Adriane Herrick Juarez:
Question #11: Angie.
Angie Miraflor:
If possible, be really proactive and already have those one-on-ones established with your staff, and have those expectations discussed so that hopefully—not that this could happen 100%, but that the conversation won’t be this complete surprise to the staff person. You will have already developed some kind of a rapport with them. And, along with the one-on-ones just checking in on them as often as possible, making sure that they feel supported during their work. That could help. That could help both sides be less nervous about the conversation.
Adriane Herrick Juarez:
Question #12: Jen?
Jen Wiese:
That’s a really great point, Angie. I’m glad you said that. Once you have that set up,
when there’s an expectation of regular meetings—open, candid conversation, even the difficult conversations are much less difficult. Because, if you just walk into a room and someone’s never had a sit-down conversation with you before, they are going to expect the worst, right? If you can have regular coaching—check-in meetings where most of what you’re saying is either neutral or good, then there’s more trust established and more respect, and you can have the, Hey, I noticed this issue and it seems unusual, and you can address that and try to find a solution.
The other thing I want to talk about, and it speaks a little bit to what Danielle mentioned, is going into that conversation confidently—knowing that you are having it for a reason, and that it needs to be done. But, to also bring empathy into that conversation. Understand that this is a human being and that you’re a human being, and even if they know that they are having some sort of issue at work, they probably didn’t want to be called out on that behavior by their boss. Trying to understand that there may be other reasons leading to this. So, you want to be open minded and empathetic to their responses and their explanations—whatever their part of the conversation is. So, be willing to listen and hear them out. It does help you understand their why, if there is one. Then you can work together to find solutions on that.
Tiffany Peck:
I would also say, building off of Jen and Danielle’s points, you want to go in managing with curiosity, but also name the issue. You’re bringing someone in, you’re having a conversation, make sure you name what the issue is. Identify. Make sure that both parties, or all parties involved who are having that conversation are on the same page of what you are talking about, and wanting to address at that moment.
Then have clear, actionable steps for the person to improve upon that issue. What you don’t want is for the person to leave the conversation without any tools or resources and how to be successful, because really, the conversation is so you can help all of your employees be successful in their role. The best way to do that is to equip them with tools and make sure that they’re tangible, that they have access to them, and that they’re realistic.
Adriane Herrick Juarez:
Question #13: Thank you, Tiffany. Danielle? 14:15
Danielle Perry:
At the conclusion of the conversation, documentation is going to be really important and making sure that there is, as Tiffany was saying, those tangible, realistic goals, that there is a place—to not just have those stated in the conversation, but then reinforce through that documentation afterwards.

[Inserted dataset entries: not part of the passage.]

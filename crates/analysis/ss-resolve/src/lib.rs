//! Scope and type resolution for Story
//!
//! This crate runs after parsing and before code generation. It builds a
//! scope forest, binds every assigned variable to a typed symbol, checks
//! reassignments and function returns against the types already known, and
//! attaches the scopes it creates to the syntax nodes that own them.
//!
//! # Architecture
//!
//! The pass consists of:
//! - **Scope forest** ([`ScopeTree`]): arena of scopes linked to their parents
//!   by index; functions start new roots
//! - **Collaborators** ([`PathResolver`], [`ExpressionResolver`],
//!   [`ReturnChecker`]): typing of paths, expressions, annotations and
//!   returns, with [`DefaultResolver`] as the built-in implementation
//! - **Type resolver** ([`TypeResolver`]): the traversal deciding which scope
//!   each construct uses
//! - **Semantic errors** ([`SemanticError`]): the first error aborts the pass
//!
//! # Usage
//!
//! ```rust,ignore
//! use ss_resolve::TypeResolver;
//!
//! let resolution = TypeResolver::resolve(&tree, &interner)?;
//! let scope = resolution.scope_of(tree.root()).unwrap();
//! ```

pub mod collab;
pub mod error;
mod expr;
mod path;
pub mod resolver;
mod returns;
pub mod scope;

pub use collab::{
    Collaborators, DefaultResolver, ExpressionResolver, PathResolver, ResolveContext,
    ReturnChecker,
};
pub use error::{ErrorKind, SemanticError};
pub use resolver::{ScopeResolution, TypeResolver};
pub use scope::{Scope, ScopeAnnotations, ScopeId, ScopeKind, ScopeTree, Symbol};
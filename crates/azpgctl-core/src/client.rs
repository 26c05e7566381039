//! Generic resource client for the Azure Resource Manager control plane
//!
//! [`ResourceClient`] issues GET / PUT / PATCH / DELETE against
//! resource-group scoped resources and drives accepted mutations to a
//! terminal state (see [`crate::progress`]). It holds no mutable state apart
//! from the credential's token cache, so it is cheap to clone and share.

use std::sync::Arc;

use reqwest::header::HeaderMap;
use reqwest::{Method, Response, StatusCode};
use tokio_util::sync::CancellationToken;
use url::Url;

use crate::auth::TokenCredential;
use crate::config::{Config, PollingConfig};
use crate::error::{CoreError, Result};
use crate::progress::{
    LroOptions, PendingOperation, PollTarget, cancellable, parse_resource, poll_target, remote,
    retry_after,
};
use crate::resource::{GenericResource, ResourceGroupId, ResourceId, validate_body};

/// User agent sent with every request
pub const USER_AGENT: &str = concat!("azpgctl/", env!("CARGO_PKG_VERSION"));

pub const DEFAULT_BASE_URL: &str = "https://management.azure.com";
pub const DEFAULT_SERVER_API_VERSION: &str = "2017-04-30-preview";
pub const DEFAULT_RESOURCE_GROUP_API_VERSION: &str = "2017-05-10";

pub const POSTGRES_NAMESPACE: &str = "Microsoft.DBforPostgreSQL";
pub const SERVERS_TYPE: &str = "servers";
pub const FIREWALL_RULES_TYPE: &str = "firewallRules";

/// HTTP verb for [`ResourceClient::create_or_update`]
#[derive(Debug, Clone, Copy, PartialEq, Eq)]
pub enum UpdateMethod {
    /// Replace the whole resource
    Put,
    /// Merge the supplied fields into the existing resource
    Patch,
}

impl UpdateMethod {
    fn as_method(self) -> Method {
        match self {
            UpdateMethod::Put => Method::PUT,
            UpdateMethod::Patch => Method::PATCH,
        }
    }
}

/// Immutable settings for a [`ResourceClient`]
#[derive(Debug, Clone)]
pub struct ClientConfig {
    pub base_url: Url,
    pub subscription_id: String,
    /// api-version for provider resources
    pub api_version: String,
    /// api-version for resource groups
    pub resource_group_api_version: String,
    pub polling: PollingConfig,
    pub user_agent: String,
}

impl ClientConfig {
    pub fn new(base_url: Url, subscription_id: impl Into<String>) -> Self {
        Self {
            base_url,
            subscription_id: subscription_id.into(),
            api_version: DEFAULT_SERVER_API_VERSION.to_string(),
            resource_group_api_version: DEFAULT_RESOURCE_GROUP_API_VERSION.to_string(),
            polling: PollingConfig::default(),
            user_agent: USER_AGENT.to_string(),
        }
    }

    /// Take endpoints, api versions and polling policy from `config`
    pub fn from_config(config: &Config, subscription_id: impl Into<String>) -> Result<Self> {
        Ok(Self {
            base_url: config.endpoints.resource_manager_url()?,
            subscription_id: subscription_id.into(),
            api_version: config.api.server.clone(),
            resource_group_api_version: config.api.resource_group.clone(),
            polling: config.polling.clone(),
            user_agent: USER_AGENT.to_string(),
        })
    }

    pub fn with_polling(mut self, polling: PollingConfig) -> Self {
        self.polling = polling;
        self
    }
}

/// Authenticated control-plane client
#[derive(Clone)]
pub struct ResourceClient {
    http: reqwest::Client,
    config: Arc<ClientConfig>,
    credential: Arc<dyn TokenCredential>,
}

impl std::fmt::Debug for ResourceClient {
    fn fmt(&self, f: &mut std::fmt::Formatter<'_>) -> std::fmt::Result {
        f.debug_struct("ResourceClient")
            .field("config", &self.config)
            .finish_non_exhaustive()
    }
}

impl ResourceClient {
    /// Build a client with its own HTTP connection pool
    pub fn new(config: ClientConfig, credential: Arc<dyn TokenCredential>) -> Result<Self> {
        let http = reqwest::Client::builder()
            .user_agent(config.user_agent.clone())
            .timeout(config.polling.request_timeout())
            .build()?;
        Ok(Self::with_http(http, config, credential))
    }

    /// Build a client around an existing `reqwest::Client`
    pub fn with_http(
        http: reqwest::Client,
        config: ClientConfig,
        credential: Arc<dyn TokenCredential>,
    ) -> Self {
        Self {
            http,
            config: Arc::new(config),
            credential,
        }
    }

    pub fn config(&self) -> &ClientConfig {
        &self.config
    }

    pub fn polling(&self) -> &PollingConfig {
        &self.config.polling
    }

    pub fn subscription_id(&self) -> &str {
        &self.config.subscription_id
    }

    pub fn resource_group_id(&self, resource_group: &str) -> ResourceGroupId {
        ResourceGroupId::new(&self.config.subscription_id, resource_group)
    }

    /// Identity of a PostgreSQL server
    pub fn server_id(&self, resource_group: &str, server_name: &str) -> ResourceId {
        ResourceId::new(
            &self.config.subscription_id,
            resource_group,
            POSTGRES_NAMESPACE,
            "",
            SERVERS_TYPE,
            server_name,
        )
    }

    /// Identity of a firewall rule nested under `servers/{server_name}`
    pub fn firewall_rule_id(
        &self,
        resource_group: &str,
        server_name: &str,
        rule_name: &str,
    ) -> ResourceId {
        ResourceId::new(
            &self.config.subscription_id,
            resource_group,
            POSTGRES_NAMESPACE,
            format!("{}/{}", SERVERS_TYPE, server_name),
            FIREWALL_RULES_TYPE,
            rule_name,
        )
    }

    fn resource_url(&self, id: &ResourceId) -> Result<Url> {
        id.url(&self.config.base_url, &self.config.api_version)
    }

    fn group_url(&self, group: &ResourceGroupId) -> Result<Url> {
        group.url(&self.config.base_url, &self.config.resource_group_api_version)
    }

    async fn send(
        &self,
        method: Method,
        url: Url,
        body: Option<&GenericResource>,
        cancel: Option<&CancellationToken>,
    ) -> Result<Response> {
        let token = cancellable(cancel, self.credential.token()).await??;

        tracing::debug!("{} {}", method, url);
        let mut request = self
            .http
            .request(method, url)
            .bearer_auth(token.secret());
        if let Some(body) = body {
            request = request.json(body);
        }

        let response = cancellable(cancel, request.send()).await??;
        tracing::trace!("Response status: {}", response.status());
        Ok(response)
    }

    /// GET an absolute URL; used for polling operation and status URLs
    pub(crate) async fn get_url(
        &self,
        url: Url,
        cancel: Option<&CancellationToken>,
    ) -> Result<Response> {
        self.send(Method::GET, url, None, cancel).await
    }

    async fn fetch(
        &self,
        url: Url,
        resource: String,
        cancel: Option<&CancellationToken>,
    ) -> Result<GenericResource> {
        let response = self.get_url(url, cancel).await?;
        let status = response.status();
        let text = response.text().await?;

        match status {
            StatusCode::OK => Ok(serde_json::from_str(&text)?),
            StatusCode::NOT_FOUND => Err(CoreError::NotFound { resource }),
            StatusCode::UNAUTHORIZED | StatusCode::FORBIDDEN => Err(CoreError::Unauthorized {
                status: status.as_u16(),
                body: text,
            }),
            _ => Err(remote(status, &text)),
        }
    }

    /// Read a resource.
    ///
    /// # Errors
    ///
    /// `NotFound` on 404, `Unauthorized` on 401/403, `Remote` otherwise.
    pub async fn get(&self, id: &ResourceId) -> Result<GenericResource> {
        self.get_with(id, None).await
    }

    pub async fn get_with(
        &self,
        id: &ResourceId,
        cancel: Option<&CancellationToken>,
    ) -> Result<GenericResource> {
        let url = self.resource_url(id)?;
        self.fetch(url, id.to_string(), cancel).await
    }

    /// Create or update a resource and wait for the operation to finish
    pub async fn create_or_update(
        &self,
        id: &ResourceId,
        body: &GenericResource,
        method: UpdateMethod,
    ) -> Result<GenericResource> {
        self.create_or_update_with(id, body, method, &LroOptions::default())
            .await
    }

    /// Same as [`create_or_update`](Self::create_or_update), with cancellation
    /// and progress reporting.
    ///
    /// The body is sent exactly as serialized; validation runs before any
    /// request is made.
    pub async fn create_or_update_with(
        &self,
        id: &ResourceId,
        body: &GenericResource,
        method: UpdateMethod,
        options: &LroOptions,
    ) -> Result<GenericResource> {
        let url = self.resource_url(id)?;
        validate_body(body)?;

        let operation = format!("{} {}", method.as_method(), id);
        let response = self
            .send(method.as_method(), url.clone(), Some(body), options.cancel.as_ref())
            .await?;
        self.finish_write(&operation, &url, id.to_string(), response, options)
            .await
    }

    /// Delete a resource and wait for the operation to finish.
    ///
    /// # Errors
    ///
    /// `NotFound` when the service answers 204 or 404, i.e. there was
    /// nothing to delete.
    pub async fn delete(&self, id: &ResourceId) -> Result<()> {
        self.delete_with(id, &LroOptions::default()).await
    }

    pub async fn delete_with(&self, id: &ResourceId, options: &LroOptions) -> Result<()> {
        let url = self.resource_url(id)?;
        self.finish_delete(&format!("DELETE {}", id), url, id.to_string(), options)
            .await
    }

    /// Create (or update) a resource group in `location`
    pub async fn create_resource_group(
        &self,
        group: &ResourceGroupId,
        location: &str,
    ) -> Result<GenericResource> {
        self.create_resource_group_with(group, location, &LroOptions::default())
            .await
    }

    pub async fn create_resource_group_with(
        &self,
        group: &ResourceGroupId,
        location: &str,
        options: &LroOptions,
    ) -> Result<GenericResource> {
        let url = self.group_url(group)?;
        let body = GenericResource {
            location: Some(location.to_string()),
            ..Default::default()
        };

        let operation = format!("PUT {}", group);
        let response = self
            .send(Method::PUT, url.clone(), Some(&body), options.cancel.as_ref())
            .await?;
        self.finish_write(&operation, &url, group.to_string(), response, options)
            .await
    }

    /// Delete a resource group and everything in it
    pub async fn delete_resource_group(&self, group: &ResourceGroupId) -> Result<()> {
        self.delete_resource_group_with(group, &LroOptions::default())
            .await
    }

    pub async fn delete_resource_group_with(
        &self,
        group: &ResourceGroupId,
        options: &LroOptions,
    ) -> Result<()> {
        let url = self.group_url(group)?;
        self.finish_delete(&format!("DELETE {}", group), url, group.to_string(), options)
            .await
    }

    async fn finish_write(
        &self,
        operation: &str,
        url: &Url,
        resource: String,
        response: Response,
        options: &LroOptions,
    ) -> Result<GenericResource> {
        let status = response.status();
        let headers = response.headers().clone();
        let text = response.text().await?;

        if !matches!(
            status,
            StatusCode::OK | StatusCode::CREATED | StatusCode::ACCEPTED
        ) {
            return Err(remote(status, &text));
        }

        let body = parse_resource(&text);
        match poll_target(status, &headers, body.as_ref(), Some(url)) {
            Some(target) => {
                let done = self.wait(operation, target, &headers, options).await?;
                match done {
                    Some(resource) => Ok(resource),
                    None => {
                        self.fetch(url.clone(), resource, options.cancel.as_ref())
                            .await
                    }
                }
            }
            None => match body {
                Some(body) if status != StatusCode::ACCEPTED => Ok(body),
                _ => {
                    self.fetch(url.clone(), resource, options.cancel.as_ref())
                        .await
                }
            },
        }
    }

    async fn finish_delete(
        &self,
        operation: &str,
        url: Url,
        resource: String,
        options: &LroOptions,
    ) -> Result<()> {
        let response = self
            .send(Method::DELETE, url.clone(), None, options.cancel.as_ref())
            .await?;
        let status = response.status();
        let headers = response.headers().clone();
        let text = response.text().await?;

        match status {
            StatusCode::NO_CONTENT | StatusCode::NOT_FOUND => Err(CoreError::NotFound { resource }),
            StatusCode::OK | StatusCode::ACCEPTED => {
                let target = match poll_target(status, &headers, None, None) {
                    Some(target) => Some(target),
                    // Accepted without a status URL: the resource is gone on 404
                    None if status == StatusCode::ACCEPTED => Some(PollTarget::Deletion(url)),
                    None => None,
                };
                if let Some(target) = target {
                    self.wait(operation, target, &headers, options).await?;
                }
                Ok(())
            }
            _ => Err(remote(status, &text)),
        }
    }

    async fn wait(
        &self,
        operation: &str,
        target: PollTarget,
        headers: &HeaderMap,
        options: &LroOptions,
    ) -> Result<Option<GenericResource>> {
        tracing::info!("{} accepted, polling {:?}", operation, target);
        PendingOperation::new(operation, target)
            .with_first_delay(retry_after(headers))
            .wait(self, options)
            .await
    }
}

Documentation doesn’t have to be heavy. It doesn’t have to be—again, it’s not punitive. This is for a corrective purpose. It can be fairly light in the way that it’s delivered, depending on the situation to say, Danielle, it was really great to have that conversation today to talk to you about my observations. Together we discussed—and we both committed to doing these particular actions, whatever it is. But some way that we’re both still maintaining being on the same page. That we’re transparent about any next steps, that the employee knows what those next steps might be—if we’re going to check in again at our next one-on-one, or maybe we’re going to sign me up for a training to address the thing, whatever it might be, but some kind of documentation that’s very clear. Again, not trying to be opaque, be really transparent about what the situation is and making sure that both people have that as you’re building that relationship and trying to correct those actions.
Adriane Herrick Juarez:
Question #14: Thank you. Jen? 15:39
Jen Wiese:
One other thing I should have mentioned is just a reminder that this is a conversation. This is not a lecture, right? I know when I’ve worked with newer managers who were, maybe, having their first difficult conversation with a staff member, and they were nervous. We talked about the best practices going forward. I’ve seen a lot of people inclined to write out a script. Write out exactly what they’re going to say, and 90% of the time that conversation is not going to go exactly how you think it’s going to go.
So, I really encourage people to treat it like a conversation—to be open, to not write a script. Certainly take notes, if there are ideas that you want to make sure that you communicate, if there are examples you want to present. You can go in there with those notes at hand. But, writing out a script will only create an awkward situation when that person throws you a question you weren’t expecting, and then all of a sudden you look like an unprepared, confused manager. When in fact you know exactly why you’re there. You could speak to it a hundred times in a row, and allowing yourself that grace to know that you do know what needs to be said without having it written out in front of you, is really important.
Adriane Herrick Juarez:
Question #15: That’s helpful, thank you. Another question is—in our in our organizations, how can we develop a culture that embraces difficult conversations? Tiffany? 16:53
Tiffany Peck:
I would say the first step is to normalize conversations in your organization so that communication is free flowing—whether that’s up and down, left to right, just conversations are happening. That way when you are having to have a one-on-one conversation, it doesn’t seem like it’s bad or it’s going to be negative.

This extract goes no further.